A novel gene-silencing therapy intended for patients with ALS (amyotrophic lateral sclerosis) is being tested as a treatment for dogs with degenerative myelopathy, a paralytic disease similar to ALS. The study is currently underway at Tufts University.
“Giving these pets another one-and-a-half to two years of life would be a major success,” said Dominik Faissler, the veterinary neurologist at Cummings School for Veterinary Medicine at Tufts who is leading the study. “Better yet, we’d be doing something for dogs that at the same time contributes to human medicine.”
Canine degenerative myelopathy causes progressive paralysis in a number of dog breeds, including German shepherds, boxers, corgis, Chesapeake retrievers, Rhodesian ridgebacks and Bernese mountain dogs. Dogs with degenerative myelopathy eventually die from respiratory failure, but are often euthanized due to their poor quality of life.

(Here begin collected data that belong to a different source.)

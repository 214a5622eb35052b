use std::collections::{BTreeMap, HashMap};

use tracing::debug;

use super::error::ScoringError;
use super::types::{Component, ComponentScore, Criterion, CriterionEntry, CriterionScore};

/// What a (component, criterion) pair without a recorded score counts as.
#[derive(Debug, Clone, Copy, PartialEq)]
pub struct MissingScorePolicy {
    pub score: f64,
    pub rationale: &'static str,
}

/// Missing scores count as zero. The criterion's weight still enters the
/// denominator, so unscored criteria pull the total down.
pub const MISSING_SCORE_POLICY: MissingScorePolicy = MissingScorePolicy {
    score: 0.0,
    rationale: "No score available",
};

/// Lookup of scores by (component id, criterion id).
///
/// When a pair appears more than once the last record wins; boundary
/// validation reports such duplicates before they get here.
#[derive(Debug, Default)]
pub struct ScoreIndex<'a> {
    by_component: HashMap<&'a str, HashMap<&'a str, &'a CriterionScore>>,
}

impl<'a> ScoreIndex<'a> {
    pub fn new(scores: &'a [CriterionScore]) -> Self {
        let mut by_component: HashMap<&'a str, HashMap<&'a str, &'a CriterionScore>> =
            HashMap::new();
        for score in scores {
            by_component
                .entry(score.component_id.as_str())
                .or_default()
                .insert(score.criterion_id.as_str(), score);
        }
        Self { by_component }
    }

    pub fn get(&self, component_id: &str, criterion_id: &str) -> Option<&'a CriterionScore> {
        self.by_component
            .get(component_id)
            .and_then(|row| row.get(criterion_id))
            .copied()
    }
}

/// Sum of all criterion weights. Negative or non-finite weights, a zero sum
/// and a sum that overflows are errors.
pub fn total_weight(criteria: &[Criterion]) -> Result<f64, ScoringError> {
    checked_total_weight(criteria.iter().map(|c| (c.name.as_str(), c.weight)))
}

/// Sum `(criterion name, weight)` pairs under the rules of [`total_weight`].
pub(crate) fn checked_total_weight<'a>(
    weights: impl IntoIterator<Item = (&'a str, f64)>,
) -> Result<f64, ScoringError> {
    let mut total = 0.0;
    for (criterion, weight) in weights {
        if !weight.is_finite() || weight < 0.0 {
            return Err(ScoringError::InvalidWeight {
                criterion: criterion.to_string(),
                weight,
            });
        }
        total += weight;
    }
    if !total.is_finite() {
        return Err(ScoringError::TotalWeightOverflow);
    }
    if total == 0.0 {
        return Err(ScoringError::ZeroTotalWeight);
    }
    Ok(total)
}

/// Weighted average of one component's scores over every criterion of the study.
///
/// `total = Σ(score × weight) / Σ(weight)`. Criteria without a recorded
/// score fall back to [`MISSING_SCORE_POLICY`]. The returned score is unranked.
pub fn aggregate(
    criteria: &[Criterion],
    component: &Component,
    scores: &ScoreIndex<'_>,
) -> Result<ComponentScore, ScoringError> {
    let total_weight = total_weight(criteria)?;

    let mut entries = BTreeMap::new();
    let mut weighted_sum = 0.0;
    let mut incomplete = false;

    for criterion in criteria {
        let entry = match scores.get(&component.id, &criterion.id) {
            Some(recorded) => CriterionEntry {
                score: recorded.score,
                rationale: recorded.rationale.clone().unwrap_or_default(),
                weight: criterion.weight,
                confidence: recorded.extraction_confidence,
                manually_adjusted: recorded.manually_adjusted,
                missing: false,
            },
            None => {
                incomplete = true;
                CriterionEntry {
                    score: MISSING_SCORE_POLICY.score,
                    rationale: MISSING_SCORE_POLICY.rationale.to_string(),
                    weight: criterion.weight,
                    confidence: None,
                    manually_adjusted: false,
                    missing: true,
                }
            }
        };
        weighted_sum += entry.score * entry.weight;
        entries.insert(criterion.name.clone(), entry);
    }

    Ok(ComponentScore {
        component: component.clone(),
        scores: entries,
        total_score: weighted_sum / total_weight,
        rank: 0,
        incomplete,
    })
}

/// Aggregate every component, stopping at the first failure.
pub fn aggregate_all(
    criteria: &[Criterion],
    components: &[Component],
    scores: &[CriterionScore],
) -> Result<Vec<ComponentScore>, ScoringError> {
    let index = ScoreIndex::new(scores);
    let results = components
        .iter()
        .map(|component| aggregate(criteria, component, &index))
        .collect::<Result<Vec<_>, _>>()?;

    debug!(
        components = results.len(),
        criteria = criteria.len(),
        "aggregated component scores"
    );
    Ok(results)
}


#[cfg(test)]
mod proptests {
    use super::*;
    use proptest::prelude::*;

    proptest! {
        /// Totals stay on the score scale whenever the inputs do.
        #[test]
        fn prop_total_within_score_range(
            cells in prop::collection::vec((1.0_f64..=10.0, prop::option::of(0.0_f64..=10.0)), 1..12)
        ) {
            let criteria: Vec<Criterion> = cells
                .iter()
                .enumerate()
                .map(|(i, (weight, _))| Criterion::new(format!("k{i}"), format!("K{i}"), *weight))
                .collect();
            let scores: Vec<CriterionScore> = cells
                .iter()
                .enumerate()
                .filter_map(|(i, (_, score))| score.map(|s| CriterionScore::new("c", format!("k{i}"), s)))
                .collect();
            let component = Component::new("c", "Acme", "X1");

            let result = aggregate(&criteria, &component, &ScoreIndex::new(&scores)).unwrap();
            prop_assert!(result.total_score >= 0.0);
            prop_assert!(result.total_score <= 10.0 + 1e-9);
        }
    }
}
use serde::Serialize;
use std::collections::BTreeMap;

use crate::scoring::{ComponentScore, Criterion};

/// One line of the summary sheet.
#[derive(Debug, Clone, Serialize, PartialEq)]
pub struct SummaryRow {
    pub rank: usize,
    pub manufacturer: String,
    pub part_number: String,
    #[serde(flatten)]
    pub scores: BTreeMap<String, f64>,
    pub total_score: f64,
}

/// One (component, criterion) line of the detailed scores sheet.
#[derive(Debug, Clone, Serialize, PartialEq)]
pub struct DetailedRow {
    pub rank: usize,
    pub manufacturer: String,
    pub part_number: String,
    pub criterion: String,
    pub score: f64,
    pub weight: f64,
    pub rationale: String,
}

/// One line of the criteria sheet.
#[derive(Debug, Clone, Serialize, PartialEq)]
pub struct CriteriaRow {
    pub name: String,
    pub weight: f64,
}

/// Header-plus-records form of any sheet, ready for a delimited writer.
#[derive(Debug, Clone, PartialEq, Eq)]
pub struct Table {
    pub headers: Vec<String>,
    pub records: Vec<Vec<String>>,
}

pub fn summary_rows(ranked: &[ComponentScore]) -> Vec<SummaryRow> {
    ranked
        .iter()
        .map(|component| SummaryRow {
            rank: component.rank,
            manufacturer: component.component.manufacturer.clone(),
            part_number: component.component.part_number.clone(),
            scores: component
                .scores
                .iter()
                .map(|(name, entry)| (name.clone(), entry.score))
                .collect(),
            total_score: component.total_score,
        })
        .collect()
}

/// Detailed rows, grouped by component in ranked order and by criterion in
/// study order within each component.
pub fn detailed_rows(criteria: &[Criterion], ranked: &[ComponentScore]) -> Vec<DetailedRow> {
    ranked
        .iter()
        .flat_map(|component| {
            criteria.iter().filter_map(move |criterion| {
                component
                    .scores
                    .get(&criterion.name)
                    .map(|entry| DetailedRow {
                        rank: component.rank,
                        manufacturer: component.component.manufacturer.clone(),
                        part_number: component.component.part_number.clone(),
                        criterion: criterion.name.clone(),
                        score: entry.score,
                        weight: entry.weight,
                        rationale: entry.rationale.clone(),
                    })
            })
        })
        .collect()
}

pub fn criteria_rows(criteria: &[Criterion]) -> Vec<CriteriaRow> {
    criteria
        .iter()
        .map(|criterion| CriteriaRow {
            name: criterion.name.clone(),
            weight: criterion.weight,
        })
        .collect()
}

/// Summary sheet: Rank, Manufacturer, Part Number, one column per criterion
/// (study order), Total Score.
pub fn summary_table(criteria: &[Criterion], rows: &[SummaryRow]) -> Table {
    let headers = ["Rank", "Manufacturer", "Part Number"]
        .into_iter()
        .map(String::from)
        .chain(criteria.iter().map(|c| c.name.clone()))
        .chain(std::iter::once("Total Score".to_string()))
        .collect();

    let records = rows
        .iter()
        .map(|row| {
            let mut record = vec![
                row.rank.to_string(),
                row.manufacturer.clone(),
                row.part_number.clone(),
            ];
            record.extend(criteria.iter().map(|c| {
                row.scores
                    .get(&c.name)
                    .map(|s| format_number(*s))
                    .unwrap_or_default()
            }));
            record.push(format!("{:.2}", row.total_score));
            record
        })
        .collect();

    Table { headers, records }
}

pub fn detailed_table(rows: &[DetailedRow]) -> Table {
    let headers = [
        "Rank",
        "Manufacturer",
        "Part Number",
        "Criterion",
        "Score",
        "Weight",
        "Rationale",
    ]
    .into_iter()
    .map(String::from)
    .collect();

    let records = rows
        .iter()
        .map(|row| {
            vec![
                row.rank.to_string(),
                row.manufacturer.clone(),
                row.part_number.clone(),
                row.criterion.clone(),
                format_number(row.score),
                format_number(row.weight),
                row.rationale.clone(),
            ]
        })
        .collect();

    Table { headers, records }
}

pub fn criteria_table(rows: &[CriteriaRow]) -> Table {
    Table {
        headers: vec!["Criterion".to_string(), "Weight".to_string()],
        records: rows
            .iter()
            .map(|row| vec![row.name.clone(), format_number(row.weight)])
            .collect(),
    }
}

/// Whole numbers print without decimals, others with up to two.
fn format_number(value: f64) -> String {
    if value.fract() == 0.0 {
        format!("{:.0}", value)
    } else {
        let formatted = format!("{:.2}", value);
        formatted
            .trim_end_matches('0')
            .trim_end_matches('.')
            .to_string()
    }
}

#[cfg(test)]
mod tests {
    use super::*;
    use crate::scoring::{aggregate_all, rank, Component, CriterionScore, TieBreak};

    fn study() -> (Vec<Criterion>, Vec<ComponentScore>) {
        let criteria = vec![
            Criterion::new("gain", "Gain", 5.0),
            Criterion::new("cost", "Cost", 3.0),
            Criterion::new("size", "Size", 2.0),
        ];
        let components = vec![
            Component::new("c", "Core", "C-300"),
            Component::new("a", "Acme", "A-100"),
        ];
        let scores = vec![
            CriterionScore::new("a", "gain", 7.0).with_rationale("22 dB"),
            CriterionScore::new("a", "cost", 8.0),
            CriterionScore::new("a", "size", 9.0),
            CriterionScore::new("c", "gain", 6.0),
            CriterionScore::new("c", "cost", 10.0),
        ];
        let aggregated = aggregate_all(&criteria, &components, &scores).unwrap();
        (criteria, rank(&aggregated, TieBreak::PartNumber))
    }

    #[test]
    fn test_summary_rows() {
        let (_, ranked) = study();
        let rows = summary_rows(&ranked);

        assert_eq!(rows.len(), 2);
        assert_eq!(rows[0].rank, 1);
        assert_eq!(rows[0].manufacturer, "Acme");
        assert_eq!(rows[0].part_number, "A-100");
        assert_eq!(rows[0].scores["Size"], 9.0);
        assert!((rows[0].total_score - 7.7).abs() < 1e-12);
        // Missing Size for C exports as zero
        assert_eq!(rows[1].scores["Size"], 0.0);
    }

    #[test]
    fn test_detailed_rows_follow_criteria_order() {
        let (criteria, ranked) = study();
        let rows = detailed_rows(&criteria, &ranked);

        assert_eq!(rows.len(), 6);
        let first: Vec<_> = rows[..3].iter().map(|r| r.criterion.as_str()).collect();
        assert_eq!(first, vec!["Gain", "Cost", "Size"]);
        assert_eq!(rows[0].rationale, "22 dB");
        assert_eq!(rows[0].weight, 5.0);
        assert_eq!(rows[5].part_number, "C-300");
        assert_eq!(rows[5].rationale, "No score available");
    }

    #[test]
    fn test_criteria_rows() {
        let (criteria, _) = study();
        let rows = criteria_rows(&criteria);
        assert_eq!(
            rows,
            vec![
                CriteriaRow { name: "Gain".to_string(), weight: 5.0 },
                CriteriaRow { name: "Cost".to_string(), weight: 3.0 },
                CriteriaRow { name: "Size".to_string(), weight: 2.0 },
            ]
        );
    }

    #[test]
    fn test_summary_table_columns() {
        let (criteria, ranked) = study();
        let table = summary_table(&criteria, &summary_rows(&ranked));

        assert_eq!(
            table.headers,
            vec!["Rank", "Manufacturer", "Part Number", "Gain", "Cost", "Size", "Total Score"]
        );
        assert_eq!(
            table.records[0],
            vec!["1", "Acme", "A-100", "7", "8", "9", "7.70"]
        );
        // (30 + 30) / 10
        assert_eq!(table.records[1][6], "6.00");
    }

    #[test]
    fn test_detailed_table() {
        let (criteria, ranked) = study();
        let table = detailed_table(&detailed_rows(&criteria, &ranked));
        assert_eq!(table.headers.len(), 7);
        assert_eq!(table.records[0], vec!["1", "Acme", "A-100", "Gain", "7", "5", "22 dB"]);
    }

    #[test]
    fn test_criteria_table() {
        let rows = vec![CriteriaRow { name: "Gain".to_string(), weight: 2.5 }];
        let table = criteria_table(&rows);
        assert_eq!(table.headers, vec!["Criterion", "Weight"]);
        assert_eq!(table.records, vec![vec!["Gain".to_string(), "2.5".to_string()]]);
    }

    #[test]
    fn test_format_number() {
        assert_eq!(format_number(7.0), "7");
        assert_eq!(format_number(7.5), "7.5");
        assert_eq!(format_number(7.25), "7.25");
        assert_eq!(format_number(7.333), "7.33");
        assert_eq!(format_number(7.999), "8");
    }
}
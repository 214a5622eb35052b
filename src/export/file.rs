use anyhow::{Context, Result};
use atomic_write_file::AtomicWriteFile;
use std::io::Write;
use std::path::Path;

/// Write export output to a file atomically
///
/// Uses atomic-write-file so a failed export never leaves a truncated file
/// behind.
pub fn write_export(path: &Path, contents: &str) -> Result<()> {
    let mut file = AtomicWriteFile::open(path)
        .with_context(|| format!("Failed to open atomic write file at {}", path.display()))?;

    file.write_all(contents.as_bytes())
        .with_context(|| format!("Failed to write export to {}", path.display()))?;
    if !contents.ends_with('\n') {
        file.write_all(b"\n")
            .with_context(|| format!("Failed to write export to {}", path.display()))?;
    }

    file.commit()
        .with_context(|| format!("Failed to save export to {}", path.display()))?;

    Ok(())
}

#[cfg(test)]
mod tests {
    use super::*;

    #[test]
    fn test_write_export() {
        let dir = tempfile::tempdir().unwrap();
        let path = dir.path().join("summary.csv");

        write_export(&path, "Rank,Total Score\n1,7.70").unwrap();
        let written = std::fs::read_to_string(&path).unwrap();
        assert_eq!(written, "Rank,Total Score\n1,7.70\n");
    }

    #[test]
    fn test_write_export_replaces_existing() {
        let dir = tempfile::tempdir().unwrap();
        let path = dir.path().join("summary.csv");
        std::fs::write(&path, "old contents that are longer\n").unwrap();

        write_export(&path, "new\n").unwrap();
        assert_eq!(std::fs::read_to_string(&path).unwrap(), "new\n");
    }

    #[test]
    fn test_write_export_missing_directory() {
        let dir = tempfile::tempdir().unwrap();
        let path = dir.path().join("missing").join("summary.csv");
        assert!(write_export(&path, "x").is_err());
    }
}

“In dogs, it turns out there’s a mutation in the SOD1 gene, which normally makes an antioxidant protein that helps protect nerve cells from a variety of cellular stresses and injuries,” Robert H. Brown Jr., a University of Massachusetts Medical School neurologist and a leader in ALS research, said in a press release.
“When this gene gets mutated, it becomes toxic to nerves, killing off the motor neurons in dogs the same way that this genetic mutation does in some people with ALS,” he said.
The drug currently being studied involves a single injection of an engineered adenovirus into the spinal fluid. It is designed to deliver DNA particles across the blood-brain barrier and into the central nervous system (CNS). These DNA particles then “silence” mutated genes which are believed to cause the progressive paralysis observed in dogs suffering from degenerative myelopathy.
This modified adenovirus is from a family of viruses that is commonly implicated in causing the common cold. The virus is naturally able to cross into the CNS, a trait which researchers are exploiting as a vehicle to deliver the therapy to the defective genes associated with canine degenerative myelopathy.
The study, which began in December 2016, currently has four dogs enrolled. The dogs are assessed every three months, at which point they undergo testing of their motor and neurological function.
Initial results from the pilot study indicate that the treatment appears to be safe. However, researchers note that it is too early to determine if the therapy will be effective in reversing disease. The therapy has already demonstrated encouraging results in mice, which were genetically modified to have a condition similar to ALS.
According to Brown, a successful study in dogs could eventually lead to clinical trials in humans. A California-based biotech, Ionis Pharmaceuticals, is currently testing a similar therapy for SOD-1 related ALS as well as for a mutation found in Huntington’s disease. Brown said that such treatments could one day be used for a number of neurodegenerative and neuromuscular diseases.